Hi Again!

My past post on ‘apparently untestable systems‘ turned out to be a very cool experience. I talked with a lot of friends about it, and also had a very informative thread running on the comp.software.testing usenet group. The discussion was called “Is every single program testable? How do you deal with ‘untestable’ software?

That thread was so helpful to further my understanding of testing, that I’ll put here a summary. It surely will make a good reference for me on the future, and I hope this will be useful for others too.

So, in order to continue and understand, read the ‘He Who Can Not Be Tested‘ post. All the discussion started from the questions in there:
– Do you think there are types of software which cannot be tested to a satisfactory degree?
– So how would you test software like this (of Dr. Parnas)? Or would you, as was his approach, just refuse to write and test it?

I’ll condense the responses here, and will add a note (and maybe a link) about each person. Note: The responses are edited and rearranged from the original replies, not really verbatim (although I changed the wording very little).

1)
H.S. helped a lot. He has a weblog were he discuss matters of development and test in depth, which was not updated lately, but there is still information to be found — hopefully he’ll add more content soon.

> Define ‘satisfactory’. B-)

Actually, all the responses we will see can be shortened to this question. Until we do not (re)define the satisfaction we are aiming to, we can not continue with our test approach.

> Yet another set of problems involves results that are not predictable. An example would be a module to shuffle a deck of cards for a game. One cannot directly test the randomness of the shuffle implementation; one must resort to statistical sampling and analysis.

(This is similar to the Fermat question in my previous post.)
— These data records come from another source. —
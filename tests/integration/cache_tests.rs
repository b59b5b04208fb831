use super::common::{mtime_of, set_mtime, Fixture};
use pathfingerprint::catalog::{CatalogStore, EntityKind, PathDescriptor};
use pathfingerprint::digest::DigestAlgorithm;
use pathfingerprint::error::ExitCode;

fn open(fx: &Fixture) -> CatalogStore {
    let mut store = CatalogStore::new(&fx.catalog(), fx.algorithm).with_updates(false);
    store.open().unwrap();
    store
}

#[test]
fn test_warm_scan_reads_nothing() {
    let fx = Fixture::new();
    fx.write("a", b"alpha", 1_000);
    fx.write("d/b", b"beta", 1_000);
    fx.write("d/e/c", b"gamma", 1_000);

    let cold = fx.scan(100);
    assert_eq!(cold.summary.files_hashed, 3);
    assert_eq!(cold.summary.files_reused, 0);

    let warm = fx.scan(200);
    assert_eq!(warm.digest, cold.digest);
    assert_eq!(warm.summary.files_hashed, 0);
    assert_eq!(warm.summary.files_reused, 3);
    assert_eq!(warm.summary.bytes_read, 0);
}

#[test]
fn test_catalog_is_trusted_while_mtime_matches() {
    let fx = Fixture::new();
    fx.write("f", b"original", 1_000);
    let first = fx.scan(100);

    // Same mtime, different bytes: the stored digest wins.
    fx.write("f", b"tampered", 1_000);
    let second = fx.scan(200);
    assert_eq!(second.digest, first.digest);
    assert_eq!(second.summary.files_hashed, 0);

    set_mtime(&fx.root().join("f"), 1_001);
    let third = fx.scan(300);
    assert_ne!(third.digest, first.digest);
    assert_eq!(third.summary.files_hashed, 1);
}

#[test]
fn test_mtime_only_change_refreshes_record() {
    let fx = Fixture::new();
    fx.write("f", b"same", 1_000);
    let first = fx.scan(100);

    set_mtime(&fx.root().join("f"), 2_000);
    let (second, lines) = fx.scan_reporting(200, true);
    assert_eq!(second.digest, first.digest);
    assert_eq!(second.summary.files_hashed, 1);
    assert!(lines.is_empty(), "unexpected changes: {lines:?}");

    let store = open(&fx);
    let root = store.lookup_path("").unwrap().record.unwrap();
    let file = store
        .lookup_file(&PathDescriptor::recorded("", root.path_id), "f")
        .unwrap()
        .record
        .unwrap();
    assert_eq!(file.mtime_epoch, 2_000);

    let third = fx.scan(300);
    assert_eq!(third.summary.files_hashed, 0);
}

#[test]
fn test_records_match_tree() {
    let fx = Fixture::new();
    fx.write("a", b"1", 1_000);
    fx.write("x/b", b"2", 1_000);
    fx.write("x/y/c", b"3", 1_000);
    fx.mkdir("empty");
    let outcome = fx.scan(100);

    let store = open(&fx);
    assert_eq!(store.count(EntityKind::Path).unwrap(), 4);
    assert_eq!(store.count(EntityKind::File).unwrap(), 3);

    let root = store.lookup_path("").unwrap().record.unwrap();
    assert_eq!(root.hash.as_deref(), Some(outcome.digest.as_str()));
    assert_eq!(root.last_check_epoch, 100);
    assert!(store.lookup_path("x/y").unwrap().was_found());
}

#[test]
fn test_every_record_touched_each_run() {
    let fx = Fixture::new();
    fx.write("a", b"1", 1_000);
    fx.write("x/b", b"2", 1_000);
    fx.scan(100);
    fx.scan(250);

    let store = open(&fx);
    let x = store.lookup_path("x").unwrap().record.unwrap();
    assert_eq!(x.last_check_epoch, 250);
    let b = store
        .lookup_file(&PathDescriptor::recorded("x", x.path_id), "b")
        .unwrap()
        .record
        .unwrap();
    assert_eq!(b.last_check_epoch, 250);
}

#[test]
fn test_catalog_file_stamped_with_epoch() {
    let fx = Fixture::new();
    fx.write("a", b"1", 1_000);
    fx.scan(1_500_000_000);

    assert_eq!(mtime_of(&fx.catalog()), 1_500_000_000);
}

#[test]
fn test_catalog_inside_scanned_tree_converges() {
    let fx = Fixture::new();
    fx.write("a", b"1", 1_000);
    let catalog = fx.root().join("catalog.sqlite");

    let run = |epoch: i64| {
        let options = pathfingerprint::engine::ScanOptions::new(fx.root(), &catalog)
            .with_epoch(pathfingerprint::catalog::RunEpoch::from_unix(epoch));
        pathfingerprint::engine::scan(&options).unwrap()
    };

    let first = run(100);
    assert_eq!(first.summary.files(), 2);
    assert_eq!(mtime_of(&catalog), 100);

    let second = run(200);
    assert_eq!(second.summary.files(), 2);
    assert_eq!(second.pruned.files + second.pruned.paths, 0);
    assert_eq!(mtime_of(&catalog), 200);
}

#[test]
fn test_algorithm_is_pinned() {
    let fx = Fixture::new();
    fx.write("a", b"1", 1_000);
    fx.scan(100);

    let options = pathfingerprint::engine::ScanOptions::new(fx.root(), fx.catalog())
        .with_algorithm(DigestAlgorithm::Sha256);
    let err = pathfingerprint::engine::scan(&options).unwrap_err();

    assert_eq!(err.exit_code(), ExitCode::CatalogOpen);
    assert!(err.to_string().contains("sha1"));
}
> In fact, one can argue that exhaustive testing of any large application is simply not feasible because of combinatorial problems between inputs and logic paths.
> OTOH, if one is using testing to simply monitor the development process, then it may be possible to test any complex program, even nondeterministic ones. One can build a high degree of confidence in the quality of the development process (e.g., defect prevention) itself.
> Shops doing mission critical software do not use testing as a product reliability gate. They depend on defect prevention in the development process and only use testing to ensure the process is working correctly.
There is also a cool explanation of the testing role in the development process. Go and read it at the usenet.

2)
Ernie Englehart explained
in a very practical way:

> One of the key components of a good test plan is a risk analysis. The calculation of impact x likelihood gives a risk factor. We then prioritize our test cases to focus on the highest risk items first.  By prioritizing the test cases based on risk we are mitigating and minimizing the risk as much as we can.
> For defense systems, obviously much of the testing needs to be performed with simulators. The design and functionality of those simulators is obviously very important. They can be very complex. The simulator projects follow the same methodologies of performing a risk analysis and then prioritizing the test cases accordingly.

3)
A response from Vladimir:

> To prove the concept you may not need to execute every single line of your code in every possible condition with every possible data value. Testing is about finding the least that covering the most (or even everything in the mission critical systems). Testing is also about probability. The more [of smart] testing you do the least probability is there that you have missed a defect.

4)
And I was much honored to receive a reply from Michael Bolton. He is one of my favorite authors since my beginnings on Software Testing. See his site (I keep him in my sidebar) and read his articles.

> Obtaining or attaining confidence in something is very different from testing something.  The testing of a product might be entirely satisfactory, where the information revealed by testing will reveal that the product is not satisfactory.
> The decision to build or not to build something isn’t a testing decision; it’s an engineering decision.  Engineering frequently involves building stuff that gets its first end-to-end system test on its first use.  Testing is a heuristic process that tells us things about the state of our engineering.  Some things don’t work even after extensive testing, and some things do work even after very superficial testing.


5)
Some conclusions reached on the usenet thread:   

> If a system was decided to be built, we can test it.
> There’s a difference between product satisfaction and testing satisfaction. One outcome of a satisfactory testing can be a conclusion that a product will not be satisfactory.
> A degree of confidence should be agreed between all the involved, based on the project limitations and testing constrains.
> As no system is 100% good and trustworthy, we can reach a result that defines a system as “good and trustworthy to an agreed level of coverage, based on a known analysis of the risks”. Such objective can always be reached, concerning testing.
> “Difficult” does not equal “impossible”!


Hope this collection of ideas is useful to you too.